Viva
la libertà
Roberto Andò
- Italia
2013
- 1h 34' |
Toni
Servillo si fa in due. È Oliveri, segretario del maggior partito di
sinistra, che decide di concedersi una pausa dal difficile momento
politico e personale e si rende irreperibile. Chiede segreta ospitalità a
Parigi a una vecchia fiamma, Danielle (Valeria Bruni Tedeschi) sposata con
un regista e madre di una bambina. A Roma l'assistente del politico
scomparso (Valerio Mastandrea) corre ai ripari. Rintraccia Emani, il
gemello che Oliveri ha perso di vista, intellettuale di genio, in cura
presso un centro di salute mentale. Sono identici, solo che il depresso
eccentrico è un Toni Servillo ridente e malizioso. Diventare Oliveri lo
diverte e sa farlo benissimo, anche troppo. Al suo primo incontro con gli
elettori Emani li entusiasma cancellando le parole di rito, quelle che
sono diventate i mantra di sinistra vuoti, conquista la piazza
commuovendola, non teme di usare in campagna elettorale la cultura,
considerata perniciosa come aveva predetto Fellini. Cita con passione
Brecht ('Non aspettarti nessuna risposta oltre la tua') e la folla
riscopre di avere ancora la passione per la politica. |
Natalia Aspesi -
La Repubblica |
Dopo
Viaggio segreto,
Sotto falso nome e
Il manoscritto del Principe,
il film più impegnativo e felicemente risolto di Roberto Andò. Con
l'abilità di rivolgersi a un tema scottante come l'attualità politica
senza mai retorica, con una levità, anzi, che arriva a far concludere la
vicenda senza uno strappo o, al contrario, una caduta nell'ovvio. (...)
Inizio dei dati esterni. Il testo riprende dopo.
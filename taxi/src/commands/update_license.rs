//! `taxi update-license --driver <JSON> --data <URLENCODED>`

use async_trait::async_trait;
use taxi_core::{Settings, TaxiResult};
use taxi_forms::Form;

use super::{data_arg, form_data, json_arg, rejected, to_json};
use crate::command::{CommandOutput, ManagementCommand};
use crate::forms::DriverLicenseUpdateForm;
use crate::models::Driver;

/// Validates a license number change for an existing driver.
pub struct UpdateLicenseCommand;

#[async_trait]
impl ManagementCommand for UpdateLicenseCommand {
    fn name(&self) -> &'static str {
        "update-license"
    }

    fn help(&self) -> &'static str {
        "Validate a new license number for a driver"
    }

    fn add_arguments(&self, cmd: clap::Command) -> clap::Command {
        cmd.arg(
            clap::Arg::new("driver")
                .long("driver")
                .required(true)
                .value_name("JSON")
                .help("The driver being edited, as JSON or @file"),
        )
        .arg(data_arg())
    }

    async fn handle(
        &self,
        matches: &clap::ArgMatches,
        _settings: &Settings,
    ) -> TaxiResult<CommandOutput> {
        let driver: Driver = json_arg(matches, "driver").await?;
        let mut form = DriverLicenseUpdateForm::new(driver)?;
        form.bind(&form_data(matches));
        if !form.is_valid().await {
            return Ok(rejected(&form));
        }
        let driver = form.save()?;
        Ok(CommandOutput::valid(serde_json::json!({
            "valid": true,
            "driver": to_json(&driver)?,
        })))
    }
}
Tutto semplice, tutto lineare, con i personaggi, anche quelli più di
sfondo, precisati con accenti giusti, mentre attorno, negli ambienti
romani del partito e in quelli parigini di Danielle - un marito noto
regista, dei bambini appassionati di cinema - ci si enunciano cronache di
normale concretezza. Con uno stile che, favorito dalle belle immagini di
Maurizio Calvesi, può senza nessun contrasto alternare sia le citazioni
più dotte in letteratura e in musica sia quelle politicamente più
indicative come una lontana intervista di
Fellini sulla società di ieri
che sembrerebbe riferirsi a quella stessa di oggi. Aggiungendo, trai
meriti, la presenza di un 'doppio' Toni Servillo, triste, chiuso in sé,
quasi rassegnato nel personaggio di Enrico, addirittura solare in quello
di Giovanni... |
Gian Luigi Rondi - Il
Tempo |
Garbo,
leggerezza, intensità, sono queste le qualità di
Viva
la libertà che
in una poesia e un giro di danza rivela una bellezza spiazzante e intende
la difficoltà della rappresentazione dell'uomo politico al cinema.
Composto come un haiku, componimento poetico giapponese in tre versi
declamato dal segretario di Servillo nella sede impersonale del partito,
Viva
la libertà
ripropone la semplicità della sua costruzione e il valore alla sua base,
ovvero l'intenzione di restituire al linguaggio la propria essenza pura. E
pura è la partitura di passi e passaggi che allacciano il doppio di Enrico
Olivieri a un'ideale Angela Merkel, accolta con un impercettibile
baciamano e 'condotta' con l'eleganza del gentiluomo. Se il segretario
della sinistra di Roberto Andò è complice passivo della
politica-spettacolo fatta di gossip e scenografie pacchiane, di silicone e
glamour, di nani e ballerine imposti dalla televisione e dai modelli
culturali berlusconiani, il suo gemello, diverso e filosofo, è portatore
di una gentilezza, immune all'amour propre e alle certezze a buon mercato
dietro cui nascondersi o con cui autoingannarsi. Ma nella fuga da sé e in
cerca dell'altro da sé, Enrico comprenderà allo stesso modo che non si può
godere appieno di se stessi senza un'altra persona. Danielle sul set
francese, quello reale e quello finzionale, risveglierà in Enrico quel
potenziale innato di amorevolezza che la società soffoca e corrompe,
recuperandolo alla visione smarrita e a un linguaggio nudo.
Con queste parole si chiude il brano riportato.